The 7,000 layoffs amount to one fourth of Andersen's workforce in the United States. The firm's Chicago headquarters employs 5,300 people and is expected to be especially hard-hit.
In a statement, Andersen called the layoffs one of the many consequences of the events of the past month. It says the decision is painful, especially in light of the loyalty, commitment, and hard work demonstrated by the firm's employees this year.
Since its audit client Enron went bankrupt last year, Andersen has been charged with obstructing justice. Some of its employees destroyed Enron financial documents while the Houston-based energy trader was under federal investigation.

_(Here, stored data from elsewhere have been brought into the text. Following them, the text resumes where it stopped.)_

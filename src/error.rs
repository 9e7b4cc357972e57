//! # Error Handling
//!
//! Error taxonomy for the webhook endpoint and its HTTP mapping. The identity
//! provider only inspects status codes, so responses are short plaintext bodies
//! rather than structured documents.

use axum::{
    http::{HeaderValue, StatusCode, header},
    response::{IntoResponse, Response},
};
use thiserror::Error;

use crate::identity::IdentityError;
use crate::repositories::StoreError;
use crate::telemetry;
use crate::webhook_verification::VerificationError;

pub const NO_SVIX_HEADERS_BODY: &str = "Error occurred -- no svix headers";
pub const SIGNATURE_FAILED_BODY: &str = "Error occurred";
pub const MISSING_DATA_BODY: &str = "Error occurred -- missing data";
pub const INVALID_PAYLOAD_BODY: &str = "Error occurred -- invalid payload";
pub const INTERNAL_ERROR_BODY: &str = "Internal Server Error";

/// What was wrong with an otherwise authentic request.
#[derive(Debug, Clone, Copy, PartialEq, Eq)]
pub enum ValidationKind {
    MissingHeaders,
    MissingData,
    InvalidPayload,
}

impl ValidationKind {
    fn body(self) -> &'static str {
        match self {
            Self::MissingHeaders => NO_SVIX_HEADERS_BODY,
            Self::MissingData => MISSING_DATA_BODY,
            Self::InvalidPayload => INVALID_PAYLOAD_BODY,
        }
    }

    fn as_str(self) -> &'static str {
        match self {
            Self::MissingHeaders => "missing_headers",
            Self::MissingData => "missing_data",
            Self::InvalidPayload => "invalid_payload",
        }
    }
}

/// Errors returned by the webhook handler
#[derive(Debug, Error)]
pub enum WebhookError {
    #[error("validation failed: {message}")]
    Validation {
        kind: ValidationKind,
        message: String,
    },

    #[error("signature verification failed: {0}")]
    Signature(VerificationError),

    #[error("user store failure: {0}")]
    Store(#[from] StoreError),

    #[error("identity provider failure: {0}")]
    Identity(#[from] IdentityError),
}

impl WebhookError {
    pub fn validation(kind: ValidationKind, message: impl Into<String>) -> Self {
        Self::Validation {
            kind,
            message: message.into(),
        }
    }

    pub fn status(&self) -> StatusCode {
        match self {
            Self::Validation { .. } | Self::Signature(_) => StatusCode::BAD_REQUEST,
            Self::Store(_) | Self::Identity(_) => StatusCode::INTERNAL_SERVER_ERROR,
        }
    }

    /// Label used for the rejection counter.
    pub fn reason(&self) -> &'static str {
        match self {
            Self::Validation { kind, .. } => kind.as_str(),
            Self::Signature(_) => "signature",
            Self::Store(_) => "store",
            Self::Identity(_) => "identity",
        }
    }

    fn body(&self) -> &'static str {
        match self {
            Self::Validation { kind, .. } => kind.body(),
            Self::Signature(_) => SIGNATURE_FAILED_BODY,
            Self::Store(_) | Self::Identity(_) => INTERNAL_ERROR_BODY,
        }
    }
}

impl From<VerificationError> for WebhookError {
    fn from(error: VerificationError) -> Self {
        match error {
            VerificationError::MissingHeader { header } => Self::validation(
                ValidationKind::MissingHeaders,
                format!("missing header {header}"),
            ),
            other => Self::Signature(other),
        }
    }
}

impl IntoResponse for WebhookError {
    fn into_response(self) -> Response {
        let status = self.status();
        let trace_id = telemetry::current_trace_id();

        if status.is_server_error() {
            tracing::error!(error = %self, trace_id = ?trace_id, "Webhook processing failed");
        } else {
            tracing::warn!(error = %self, trace_id = ?trace_id, "Webhook rejected");
        }

        metrics::counter!("clerk_webhook_rejected_total", "reason" => self.reason()).increment(1);

        (
            status,
            [(
                header::CONTENT_TYPE,
                HeaderValue::from_static("text/plain; charset=utf-8"),
            )],
            self.body(),
        )
            .into_response()
    }
}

In recent weeks, thousands of Andersen workers throughout the country have rallied against the government's decision to indict the company. They said the government should have charged the employees actually involved in the document destruction, rather than the firm as a whole. The company is negotiating with the Justice Department about settling the criminal charge before a trial scheduled for May 6.
During the past few months, numerous Enron shareholders and creditors have filed lawsuits against Andersen. The accounting giant has also lost more than 140 of its clients. Andersen handled audits for about 2,300 U.S. companies last year.
Andersen's chief executive announced two-weeks ago he would step down. Former U.S. central bank [Federal Reserve] head Paul Volcker was brought in by the company in February to try to save the firm. He recently proposed a seven-member panel to oversee a restructuring of the company, including selling or merging its non-auditing business.